Stored data entries
>>>
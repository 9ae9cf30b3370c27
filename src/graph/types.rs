//! Core connection type definitions.
//!
//! Defines [`ConnectionType`] (the closed twelve-value link taxonomy),
//! [`Direction`], and [`Connection`] (a full edge record). Both enumerations
//! are validated at the boundary — unknown strings never enter the graph.

use serde::{Deserialize, Serialize};

/// Inclusive strength bounds for every connection.
pub const MIN_STRENGTH: i64 = 1;
pub const MAX_STRENGTH: i64 = 10;

/// Strength assigned when the caller does not specify one.
pub const DEFAULT_STRENGTH: i64 = 5;

/// The kind of association a connection expresses.
#[derive(Debug, Clone, Copy, PartialEq, Eq, Hash, PartialOrd, Ord, Serialize, Deserialize)]
#[serde(rename_all = "snake_case")]
pub enum ConnectionType {
    /// Close in time — usually formed by co-occurrence rather than deliberately.
    Temporal,
    Causal,
    Semantic,
    Contextual,
    Thematic,
    Emotional,
    Analogy,
    Contrast,
    Elaboration,
    Reference,
    Association,
    Other,
}

impl ConnectionType {
    /// All types, in canonical order. Used for zero-filled distributions.
    pub const ALL: [ConnectionType; 12] = [
        Self::Temporal,
        Self::Causal,
        Self::Semantic,
        Self::Contextual,
        Self::Thematic,
        Self::Emotional,
        Self::Analogy,
        Self::Contrast,
        Self::Elaboration,
        Self::Reference,
        Self::Association,
        Self::Other,
    ];

    /// SQL-compatible string representation.
    pub fn as_str(&self) -> &'static str {
        match self {
            Self::Temporal => "temporal",
            Self::Causal => "causal",
            Self::Semantic => "semantic",
            Self::Contextual => "contextual",
            Self::Thematic => "thematic",
            Self::Emotional => "emotional",
            Self::Analogy => "analogy",
            Self::Contrast => "contrast",
            Self::Elaboration => "elaboration",
            Self::Reference => "reference",
            Self::Association => "association",
            Self::Other => "other",
        }
    }
}

impl std::fmt::Display for ConnectionType {
    fn fmt(&self, f: &mut std::fmt::Formatter<'_>) -> std::fmt::Result {
        f.write_str(self.as_str())
    }
}

impl std::str::FromStr for ConnectionType {
    type Err = String;

    fn from_str(s: &str) -> Result<Self, Self::Err> {
        match s {
            "temporal" => Ok(Self::Temporal),
            "causal" => Ok(Self::Causal),
            "semantic" => Ok(Self::Semantic),
            "contextual" => Ok(Self::Contextual),
            "thematic" => Ok(Self::Thematic),
            "emotional" => Ok(Self::Emotional),
            "analogy" => Ok(Self::Analogy),
            "contrast" => Ok(Self::Contrast),
            "elaboration" => Ok(Self::Elaboration),
            "reference" => Ok(Self::Reference),
            "association" => Ok(Self::Association),
            "other" => Ok(Self::Other),
            _ => Err(format!("unknown connection type: {s}")),
        }
    }
}

/// Whether a connection is traversable from both endpoints.
///
/// Unidirectional edges are followed source→target during path search but
/// still count toward a node's full connection set from either side.
#[derive(Debug, Clone, Copy, PartialEq, Eq, Serialize, Deserialize)]
#[serde(rename_all = "snake_case")]
pub enum Direction {
    Unidirectional,
    Bidirectional,
}

impl Direction {
    pub fn as_str(&self) -> &'static str {
        match self {
            Self::Unidirectional => "unidirectional",
            Self::Bidirectional => "bidirectional",
        }
    }
}

impl std::fmt::Display for Direction {
    fn fmt(&self, f: &mut std::fmt::Formatter<'_>) -> std::fmt::Result {
        f.write_str(self.as_str())
    }
}

impl std::str::FromStr for Direction {
    type Err = String;

    fn from_str(s: &str) -> Result<Self, Self::Err> {
        match s {
            "unidirectional" => Ok(Self::Unidirectional),
            "bidirectional" => Ok(Self::Bidirectional),
            _ => Err(format!("unknown direction: {s}")),
        }
    }
}

/// A connection record, matching the `connections` table schema.
///
/// At most one connection exists per (source, target, type) tuple; a second
/// creation request merges into the existing row.
#[derive(Debug, Clone, Serialize, Deserialize)]
pub struct Connection {
    /// Store-assigned id.
    pub id: i64,
    /// Source experience id.
    pub source_id: i64,
    /// Target experience id.
    pub target_id: i64,
    /// Link taxonomy entry.
    #[serde(rename = "type")]
    pub connection_type: ConnectionType,
    /// Link intensity in `[1, 10]`; saturates under reinforcement and weakening.
    pub strength: i64,
    pub direction: Direction,
    /// Whether the link participates in aware recall, as opposed to
    /// background-only association.
    pub conscious_status: bool,
    /// ISO 8601 creation timestamp.
    pub created_at: String,
    /// ISO 8601 timestamp of the most recent activation.
    pub last_activated: String,
    /// How many times this link has been referenced. Starts at 1, only grows.
    pub activation_count: i64,
    pub description: Option<String>,
    /// Opaque key–value bag, shallow-merged on update.
    pub attributes: Option<serde_json::Value>,
}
<<<
Exercise: Work out how many lines in the data include "PartialEq". Answer with the number only.

Answer: 2